A review of the current risk situation has shown that there were no risks in the reporting period that jeopardized the continued existence of the Group as a going concern and that no such risks are foreseeable at present for the future. All recognized risks were taken into account appropriately in the consolidated financial statements, and provisions were created as necessary. Furthermore, as of the balance sheet date there are no other risks that could have a material impact on the assets and liabilities, financial position and financial performance. The risk management and early warning system makes transparent corporate governance and early detection of risks possible.
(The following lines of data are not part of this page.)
//! Core crawling logic
//!
//! This module contains the crawl machinery:
//! - HTTP fetching with content gating
//! - HTML parsing and extraction
//! - Per-origin serialization with adaptive pacing
//! - Frontier scheduling and the crawl lifecycle

mod coordinator;
mod fetcher;
mod governor;
mod parser;
mod scheduler;

pub use coordinator::{crawl, Crawler};
pub use fetcher::{build_http_client, fetch_image, fetch_page, ImageFetch, PageFetch};
pub use governor::{OriginGovernor, OriginHold};
pub use parser::{extract_image_refs, extract_links, extract_text, word_count};
//! Persistent two-tier cache
//!
//! HTML pages and the claimed-URL set live in an embedded SQLite database;
//! image blobs live beside it as content-addressed JPEG files. Both tiers
//! survive across runs. HTML is freshness-gated on read, images are not.

mod images;
mod schema;
mod sqlite;

pub use images::ImageStore;
pub use sqlite::PageCache;

use crate::PetrelError;
use std::fs;
use std::path::Path;

/// Database filename under the cache directory
pub const CACHE_DB_NAME: &str = "crawler_cache.db";

/// Opens both cache tiers under `cache_dir`, creating the layout if needed
pub fn open_cache(cache_dir: &Path) -> Result<(PageCache, ImageStore), PetrelError> {
    fs::create_dir_all(cache_dir)?;
    let pages = PageCache::open(&cache_dir.join(CACHE_DB_NAME))?;
    let images = ImageStore::open(cache_dir)?;
    Ok((pages, images))
}
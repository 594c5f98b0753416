use serde::Deserialize;
use std::path::PathBuf;

/// Hard ceiling on the in-flight cap, however large the machine
const MAX_CONCURRENT_CEILING: usize = 50;

/// Text queue slots per gigabyte of memory
const TEXT_QUEUE_PER_GB: f64 = 1000.0;

/// Image queue slots per gigabyte of memory
const IMAGE_QUEUE_PER_GB: f64 = 500.0;

/// Main configuration structure for petrel
#[derive(Debug, Clone, Deserialize)]
pub struct Config {
    #[serde(default)]
    pub crawler: CrawlerConfig,
    pub seeds: SeedConfig,
}

/// Crawler behavior configuration
#[derive(Debug, Clone, Deserialize)]
pub struct CrawlerConfig {
    /// Maximum hop distance from any seed
    #[serde(rename = "max-depth", default = "default_max_depth")]
    pub max_depth: u32,

    /// In-flight task cap; sized from the machine when omitted
    #[serde(rename = "max-concurrent", default)]
    pub max_concurrent: Option<u32>,

    /// Root directory for the persistent cache
    #[serde(rename = "cache-dir", default = "default_cache_dir")]
    pub cache_dir: PathBuf,
}

/// Seed URL list
#[derive(Debug, Clone, Deserialize)]
pub struct SeedConfig {
    pub urls: Vec<String>,
}

/// Machine-resolved runtime limits
#[derive(Debug, Clone, Copy, PartialEq, Eq)]
pub struct ResolvedLimits {
    pub max_concurrent: usize,
    pub text_queue_capacity: usize,
    pub image_queue_capacity: usize,
}

fn default_max_depth() -> u32 {
    10
}

fn default_cache_dir() -> PathBuf {
    PathBuf::from("./crawler_cache")
}

impl Default for CrawlerConfig {
    fn default() -> Self {
        Self {
            max_depth: default_max_depth(),
            max_concurrent: None,
            cache_dir: default_cache_dir(),
        }
    }
}

impl CrawlerConfig {
    /// Resolves the in-flight cap and queue capacities against the machine
    ///
    /// The auto-sized cap is `min(2·cpus, 2·mem_gb, 50)`; queue capacities
    /// scale with memory so a larger machine buffers more records before
    /// the drop policy kicks in.
    pub fn resolve_limits(&self) -> ResolvedLimits {
        let mem_gb = detected_memory_gb();

        let max_concurrent = match self.max_concurrent {
            Some(n) => n as usize,
            None => auto_concurrency(num_cpus::get(), mem_gb),
        };

        ResolvedLimits {
            max_concurrent: max_concurrent.max(1),
            text_queue_capacity: ((TEXT_QUEUE_PER_GB * mem_gb) as usize).max(1),
            image_queue_capacity: ((IMAGE_QUEUE_PER_GB * mem_gb) as usize).max(1),
        }
    }
}

fn auto_concurrency(cpus: usize, mem_gb: f64) -> usize {
    let by_cpu = cpus * 2;
    let by_memory = (mem_gb * 2.0) as usize;
    by_cpu.min(by_memory).min(MAX_CONCURRENT_CEILING).max(1)
}

fn detected_memory_gb() -> f64 {
    let mut system = sysinfo::System::new();
    system.refresh_memory();
    let gb = system.total_memory() as f64 / (1024.0 * 1024.0 * 1024.0);
    if gb > 0.0 {
        gb
    } else {
        1.0
    }
}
An overall analysis of opportunities and risks shows that, in addition to strategic risks, the CENIT Group is primarily exposed to operational risk, which is currently determined by the coronavirus pandemic. The latter encompasses the uncertainty surrounding further economic development in relevant industries and the related unit sales opportunities. By contrast, the strategic risks include dependency on the development at key strategic suppliers as well as specialization on technology partners and the related dependency on their business development. There is an opportunity to optimize and increase the daily rates achievable by means of a high‐quality service and process expertise. This can only be implemented based on sustained training for our employees. By raising its profile on the labor market, CENIT takes advantage of the opportunities on offer to recruit high‐ quality specialist staff.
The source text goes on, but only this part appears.